革新的な吸気システムバルブトロニックを採用

E46シリーズが初めての大マイナーチェンジを受けた。

サヤエンドウのようなヘッドランプになり、フロントマスクはより精悍に。フロントバンパーやリアランプ、キャラクターラインなども、細やかにデザイン変更がなされた。しかし、クーペモデルのフロントマスクは従来のまま。

試乗テストをするに当たって最大のポイントは、tiシリーズ同様に革新的なバルブコントロールシステムを装備した、新開発の4気筒エンジン。このバルブトロニックと呼ばれる新技術によって、高出力を実現しながら直噴ガソリン並みの燃費性能を実現したという、革新的な新型2L直4ユニットなのだ。

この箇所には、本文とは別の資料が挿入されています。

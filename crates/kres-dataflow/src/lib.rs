//! kres Dataflow
//!
//! Compiles a finished resolution graph into a tree of actuators and
//! encodes it as text.
//!
//! # Example
//!
//! ```rust
//! use kres_dataflow::{Actuator, ActuatorKind, Dataflow, DataflowEncoder, ServiceCall};
//! use kres_knowledge::ResourceSet;
//!
//! let dataflow = Dataflow::new(
//!     vec![Actuator::new(ActuatorKind::Observe, "geo:Elevation").with_call(ServiceCall::new("dem.load"))],
//!     1.0,
//!     ResourceSet::native(),
//! );
//! assert_eq!(
//!     DataflowEncoder::new(&dataflow).encode(),
//!     "observe geo:Elevation\n   apply dem.load();"
//! );
//! ```

#![warn(unreachable_pub)]
#![allow(missing_docs)]

pub mod actuator;
pub mod compiler;
pub mod encoder;

// Re-exports for convenience
pub use actuator::{
    Actuator, ActuatorKind, Dataflow, ServiceCall, CONSTANT_RESOLVER, EXPRESSION_RESOLVER,
    LUT_RESOLVER, URN_RESOLVER,
};
pub use compiler::{adapt_contextualizable, DataflowCompiler};
pub use encoder::DataflowEncoder;
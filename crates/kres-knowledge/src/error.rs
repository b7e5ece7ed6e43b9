//! Error types for the knowledge model

use crate::scale::ScaleSignature;

/// Errors raised by knowledge-model operations
///
/// These are programming or data errors. Ordinary resolution failures are
/// never expressed through this type.
#[derive(Debug, Clone, PartialEq, thiserror::Error)]
pub enum KnowledgeError {
    /// Two coverages bound to different scales were merged
    #[error("incompatible scales in coverage merge: {left} vs {right}")]
    IncompatibleScale {
        /// Signature of the receiving coverage
        left: ScaleSignature,
        /// Signature of the merged coverage
        right: ScaleSignature,
    },

    /// Coverage fraction outside [0, 1] or not finite
    #[error("invalid coverage fraction: {0}")]
    InvalidFraction(f64),

    /// Malformed spatial or temporal extent
    #[error("invalid extent: {0}")]
    InvalidExtent(String),
}
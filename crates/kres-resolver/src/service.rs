//! Resolver entry point

use crate::compiler::ResolutionCompiler;
use crate::config::ResolverConfig;
use crate::error::ResolverError;
use crate::prioritizer::RankingStrategy;
use crate::scope::ContextScope;
use kres_dataflow::{Dataflow, DataflowCompiler, DataflowEncoder};
use kres_graph::ResolutionGraph;
use kres_knowledge::Observation;
use std::sync::Arc;

/// Turns observation requests into dataflows
///
/// Each call to [`resolve`](Self::resolve) is an independent session with
/// its own graph, reuse cache and ranking cache.
#[derive(Debug, Clone)]
pub struct ResolverService {
    config: Arc<ResolverConfig>,
    ranking: RankingStrategy,
}

impl ResolverService {
    /// Create service
    ///
    /// # Errors
    /// Returns [`ResolverError::Config`] if the configuration is invalid.
    pub fn new(config: ResolverConfig) -> Result<Self, ResolverError> {
        config.validate()?;
        let ranking = RankingStrategy::parse(&config.ranking_strategy)?;
        tracing::info!("Resolver ready, ranking by {:?}", ranking.criteria());
        Ok(Self {
            config: Arc::new(config),
            ranking,
        })
    }

    #[inline]
    #[must_use]
    pub fn config(&self) -> &ResolverConfig {
        &self.config
    }

    /// Resolve `observation` in `scope` and compile the result
    ///
    /// Observations that are already resolved need no dataflow. A
    /// substantial, non-collective observation that nothing resolves gets a
    /// trivial dataflow that only instantiates it.
    ///
    /// # Errors
    /// - [`ResolverError::MissingContext`] if the scope reported a fatal error
    /// - [`ResolverError::CannotResolve`] if a dependent or collective
    ///   observation cannot be resolved
    /// - [`ResolverError::IncompatibleScale`] on inconsistent coverages
    #[tracing::instrument(skip_all, fields(observable = %observation.observable(), context = %scope.id()))]
    pub async fn resolve(
        &self,
        observation: Arc<Observation>,
        scope: &ContextScope,
    ) -> Result<Dataflow, ResolverError> {
        let observable = observation.observable().clone();
        if observation.is_resolved() {
            tracing::info!("{} is already resolved", observable);
            return Ok(Dataflow::empty());
        }

        tracing::info!("Resolving {}", observable);
        let compiler = ResolutionCompiler::new(Arc::clone(&self.config), self.ranking.clone());
        let outcome = compiler.resolve(Arc::clone(&observation), scope).await;

        if scope.is_fatal() {
            return Err(ResolverError::MissingContext {
                urn: observable.urn().to_owned(),
                context: scope.id().to_owned(),
                reason: scope.errors().join("; "),
            });
        }

        let graph = match outcome {
            Ok(graph) => graph,
            Err(ResolverError::NoStrategy(urn)) => {
                tracing::debug!("No strategy for {}", urn);
                ResolutionGraph::empty()
            }
            Err(e) => return Err(e),
        };

        if !graph.is_empty() {
            let dataflow = DataflowCompiler::new(&graph).compile();
            tracing::info!(
                "Resolved {} with coverage {:.3} ({} nodes)",
                observable,
                dataflow.coverage(),
                graph.node_count()
            );
            return Ok(dataflow);
        }

        if observable.is_substantial() && !observable.is_collective() {
            tracing::info!("Nothing resolves {}, instantiating it without computations", observable);
            return Ok(Dataflow::trivial(&observation));
        }

        tracing::info!("Cannot resolve {}", observable);
        Err(ResolverError::CannotResolve {
            urn: observable.urn().to_owned(),
            context: scope.id().to_owned(),
        })
    }

    /// Text form of `dataflow`
    #[must_use]
    pub fn encode(&self, dataflow: &Dataflow) -> String {
        DataflowEncoder::new(dataflow).encode()
    }
}

#[cfg(test)]
mod tests {
    use super::*;
    use crate::services::{Reasoner, ResourceCatalog, RuntimeService};
    use kres_dataflow::ActuatorKind;
    use kres_knowledge::{
        Contextualizable, Model, Observable, ObservationStrategy, ResourceSet, SemanticType,
    };
    use mockall::mock;

    mock! {
        Reasoning {}
        #[async_trait::async_trait]
        impl Reasoner for Reasoning {
            async fn compute_observation_strategies(
                &self,
                observation: &Observation,
                scope: &ContextScope,
            ) -> Result<Vec<ObservationStrategy>, ResolverError>;
        }
    }

    mock! {
        Catalog {}
        #[async_trait::async_trait]
        impl ResourceCatalog for Catalog {
            async fn query_models(
                &self,
                observable: &Observable,
                scope: &ContextScope,
            ) -> Result<Vec<Model>, ResolverError>;
        }
    }

    mock! {
        Runtime {}
        #[async_trait::async_trait]
        impl RuntimeService for Runtime {
            async fn resolve_contextualizables(
                &self,
                steps: &[Contextualizable],
                scope: &ContextScope,
            ) -> Result<ResourceSet, ResolverError>;
        }
    }

    fn without_strategies() -> ContextScope {
        let mut reasoner = MockReasoning::new();
        reasoner
            .expect_compute_observation_strategies()
            .returning(|_, _| Ok(Vec::new()));
        ContextScope::new(Arc::new(reasoner), Arc::new(MockCatalog::new()), Arc::new(MockRuntime::new()))
    }

    fn service() -> ResolverService {
        ResolverService::new(ResolverConfig::default()).unwrap()
    }

    #[test]
    fn invalid_config_is_rejected() {
        assert!(ResolverService::new(ResolverConfig::new().with_model_parallelism(0)).is_err());
        assert!(ResolverService::new(ResolverConfig::new().with_ranking_strategy("priority")).is_err());
    }

    #[tokio::test]
    async fn unresolved_substantial_gets_trivial_dataflow() {
        let region = Observation::new(Observable::new("earth:Region", SemanticType::Subject), None);
        let dataflow = service().resolve(Arc::new(region), &without_strategies()).await.unwrap();

        assert_eq!(dataflow.actuators().len(), 1);
        assert_eq!(dataflow.actuators()[0].kind(), ActuatorKind::Resolve);
        assert_eq!(service().encode(&dataflow), "resolve earth:Region;");
    }

    #[tokio::test]
    async fn unresolved_collective_is_an_error() {
        let towns = Observation::new(Observable::new("earth:Town", SemanticType::Subject).collective(), None);
        let err = service().resolve(Arc::new(towns), &without_strategies()).await.unwrap_err();
        assert!(matches!(err, ResolverError::CannotResolve { ref urn, .. } if urn == "earth:Town"));
        assert!(err.is_recoverable());
    }

    #[tokio::test]
    async fn resolved_observation_needs_nothing() {
        let scope = ContextScope::new(
            Arc::new(MockReasoning::new()),
            Arc::new(MockCatalog::new()),
            Arc::new(MockRuntime::new()),
        );
        let region = Observation::new(Observable::new("earth:Region", SemanticType::Subject), None).resolved();
        assert!(service().resolve(Arc::new(region), &scope).await.unwrap().is_empty());
    }
}
//! Dataflow structure: actuators and the calls they run

use indexmap::IndexMap;
use kres_knowledge::{Observation, ResourceSet};
use serde::{Deserialize, Serialize};
use serde_json::Value;
use std::fmt::{self, Display, Formatter};

/// Runtime function resolving resource urns into data
pub const URN_RESOLVER: &str = "core.urn.resolver";

/// Runtime function resolving lookup tables and classifications
pub const LUT_RESOLVER: &str = "core.lut.resolver";

/// Runtime function evaluating expressions
pub const EXPRESSION_RESOLVER: &str = "core.expression.resolver";

/// Runtime function producing constant values
pub const CONSTANT_RESOLVER: &str = "core.constant.resolver";

/// What an actuator does when the dataflow runs
#[derive(Debug, Clone, Copy, PartialEq, Eq, Hash, Serialize, Deserialize)]
#[serde(rename_all = "snake_case")]
pub enum ActuatorKind {
    /// Instantiate an observation and run its children
    Resolve,
    /// Compute an observation with a model
    Observe,
    /// Run computations over what has been observed
    Apply,
    /// Point to an observation computed elsewhere
    Reference,
}

impl ActuatorKind {
    /// Keyword used in the text encoding
    #[must_use]
    pub const fn as_str(self) -> &'static str {
        match self {
            Self::Resolve => "resolve",
            Self::Observe => "observe",
            Self::Apply => "apply",
            Self::Reference => "reference",
        }
    }
}

impl Display for ActuatorKind {
    fn fmt(&self, f: &mut Formatter<'_>) -> fmt::Result {
        f.write_str(self.as_str())
    }
}

/// Call to a runtime function with named parameters
#[derive(Debug, Clone, PartialEq, Serialize, Deserialize)]
pub struct ServiceCall {
    name: String,
    #[serde(default)]
    parameters: IndexMap<String, Value>,
}

impl ServiceCall {
    #[must_use]
    pub fn new(name: impl Into<String>) -> Self {
        Self {
            name: name.into(),
            parameters: IndexMap::new(),
        }
    }

    #[must_use]
    pub fn with_parameter(mut self, key: impl Into<String>, value: Value) -> Self {
        self.parameters.insert(key.into(), value);
        self
    }

    #[must_use]
    pub fn with_parameters(mut self, parameters: IndexMap<String, Value>) -> Self {
        self.parameters.extend(parameters);
        self
    }

    #[inline]
    #[must_use]
    pub fn name(&self) -> &str {
        &self.name
    }

    #[inline]
    #[must_use]
    pub const fn parameters(&self) -> &IndexMap<String, Value> {
        &self.parameters
    }

    /// Source form: `name(key = value, ...)`
    ///
    /// Parameters whose key starts with `__` are internal and not encoded.
    #[must_use]
    pub fn encode(&self) -> String {
        let arguments: Vec<String> = self
            .parameters
            .iter()
            .filter(|(key, _)| !key.starts_with("__"))
            .map(|(key, value)| format!("{key} = {}", encode_value(value)))
            .collect();
        format!("{}({})", self.name, arguments.join(", "))
    }
}

impl Display for ServiceCall {
    fn fmt(&self, f: &mut Formatter<'_>) -> fmt::Result {
        f.write_str(&self.encode())
    }
}

fn encode_value(value: &Value) -> String {
    match value {
        Value::Null => "unknown".to_owned(),
        Value::String(s) => format!("\"{}\"", escape(s)),
        Value::Array(items) => {
            let items: Vec<String> = items.iter().map(encode_value).collect();
            format!("({})", items.join(" "))
        }
        Value::Object(map) => {
            let entries: Vec<String> = map
                .iter()
                .map(|(k, v)| format!("{k} {}", encode_value(v)))
                .collect();
            format!("{{{}}}", entries.join(" "))
        }
        Value::Bool(_) | Value::Number(_) => value.to_string(),
    }
}

fn escape(s: &str) -> String {
    let mut out = String::with_capacity(s.len());
    for c in s.chars() {
        match c {
            '"' => out.push_str("\\\""),
            '\\' => out.push_str("\\\\"),
            '\n' => out.push_str("\\n"),
            '\t' => out.push_str("\\t"),
            c => out.push(c),
        }
    }
    out
}

/// One node of the executable plan
#[derive(Debug, Clone, PartialEq, Serialize, Deserialize)]
pub struct Actuator {
    kind: ActuatorKind,
    target: String,
    #[serde(default, skip_serializing_if = "Option::is_none")]
    strategy_urn: Option<String>,
    #[serde(default)]
    children: Vec<Actuator>,
    #[serde(default)]
    computation: Vec<ServiceCall>,
}

impl Actuator {
    /// Create an actuator for the observable with urn `target`
    #[must_use]
    pub fn new(kind: ActuatorKind, target: impl Into<String>) -> Self {
        Self {
            kind,
            target: target.into(),
            strategy_urn: None,
            children: Vec::new(),
            computation: Vec::new(),
        }
    }

    #[inline]
    #[must_use]
    pub fn using(mut self, strategy_urn: impl Into<String>) -> Self {
        self.strategy_urn = Some(strategy_urn.into());
        self
    }

    #[must_use]
    pub fn with_child(mut self, child: Self) -> Self {
        self.children.push(child);
        self
    }

    #[must_use]
    pub fn with_call(mut self, call: ServiceCall) -> Self {
        self.computation.push(call);
        self
    }

    pub(crate) fn children_mut(&mut self) -> &mut Vec<Self> {
        &mut self.children
    }

    pub(crate) fn computation_mut(&mut self) -> &mut Vec<ServiceCall> {
        &mut self.computation
    }

    #[inline]
    #[must_use]
    pub const fn kind(&self) -> ActuatorKind {
        self.kind
    }

    #[inline]
    #[must_use]
    pub fn target(&self) -> &str {
        &self.target
    }

    #[inline]
    #[must_use]
    pub fn strategy_urn(&self) -> Option<&str> {
        self.strategy_urn.as_deref()
    }

    #[inline]
    #[must_use]
    pub fn children(&self) -> &[Self] {
        &self.children
    }

    #[inline]
    #[must_use]
    pub fn computation(&self) -> &[ServiceCall] {
        &self.computation
    }

    /// Depth-first iterator over this actuator and all descendants
    pub fn walk(&self) -> Box<dyn Iterator<Item = &Self> + '_> {
        Box::new(std::iter::once(self).chain(self.children.iter().flat_map(Self::walk)))
    }
}

/// Executable plan for one resolved observation
#[derive(Debug, Clone, PartialEq, Serialize, Deserialize)]
pub struct Dataflow {
    actuators: Vec<Actuator>,
    coverage: f64,
    #[serde(default)]
    resources: ResourceSet,
}

impl Dataflow {
    #[must_use]
    pub fn new(actuators: Vec<Actuator>, coverage: f64, resources: ResourceSet) -> Self {
        Self {
            actuators,
            coverage,
            resources,
        }
    }

    /// Nothing to do
    #[must_use]
    pub fn empty() -> Self {
        Self::new(Vec::new(), 0.0, ResourceSet::native())
    }

    /// Only instantiate `observation`, with nothing to compute
    #[must_use]
    pub fn trivial(observation: &Observation) -> Self {
        Self::new(
            vec![Actuator::new(ActuatorKind::Resolve, observation.observable().urn())],
            1.0,
            ResourceSet::native(),
        )
    }

    #[inline]
    #[must_use]
    pub fn actuators(&self) -> &[Actuator] {
        &self.actuators
    }

    /// Fraction of the requested scale the plan covers
    #[inline]
    #[must_use]
    pub const fn coverage(&self) -> f64 {
        self.coverage
    }

    #[inline]
    #[must_use]
    pub const fn resources(&self) -> &ResourceSet {
        &self.resources
    }

    #[must_use]
    pub fn is_empty(&self) -> bool {
        self.actuators.is_empty()
    }
}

イギリスはハムズホールに完成したBMWの新エンジン工場で生産されるこのN42型ユニットは、318シリーズに搭載される。
室内&荷室空間

必要にして十分のセダンスタンダード

若干なりともイメージの変わったエクステリアとは裏腹に、インテリアイメージに大きな変更は見られない。MD付きのオーディオが標準となり、オプションのDVDナビ用オンボードモニターディスプレイが大型化されたのが目立つ程度である。

機能的には、318系にも従来の4ATに変わってステップトロニック付き5ATが与えられたのがニュースだ。しかも、シフトチェンジの動作方向がM3のSMG IIと同様の“引いてアップ、押してダウン”という方式に変わった(全グレード)。他メーカーは逆のパターンが多いのだが、フィーリングは自然だ。

セダンとしての居住性は、取り立てて広さを感じさせるものではないが、必要十分なものといえる。スポーティな低めのシートポジションは、今となっては貴重だ。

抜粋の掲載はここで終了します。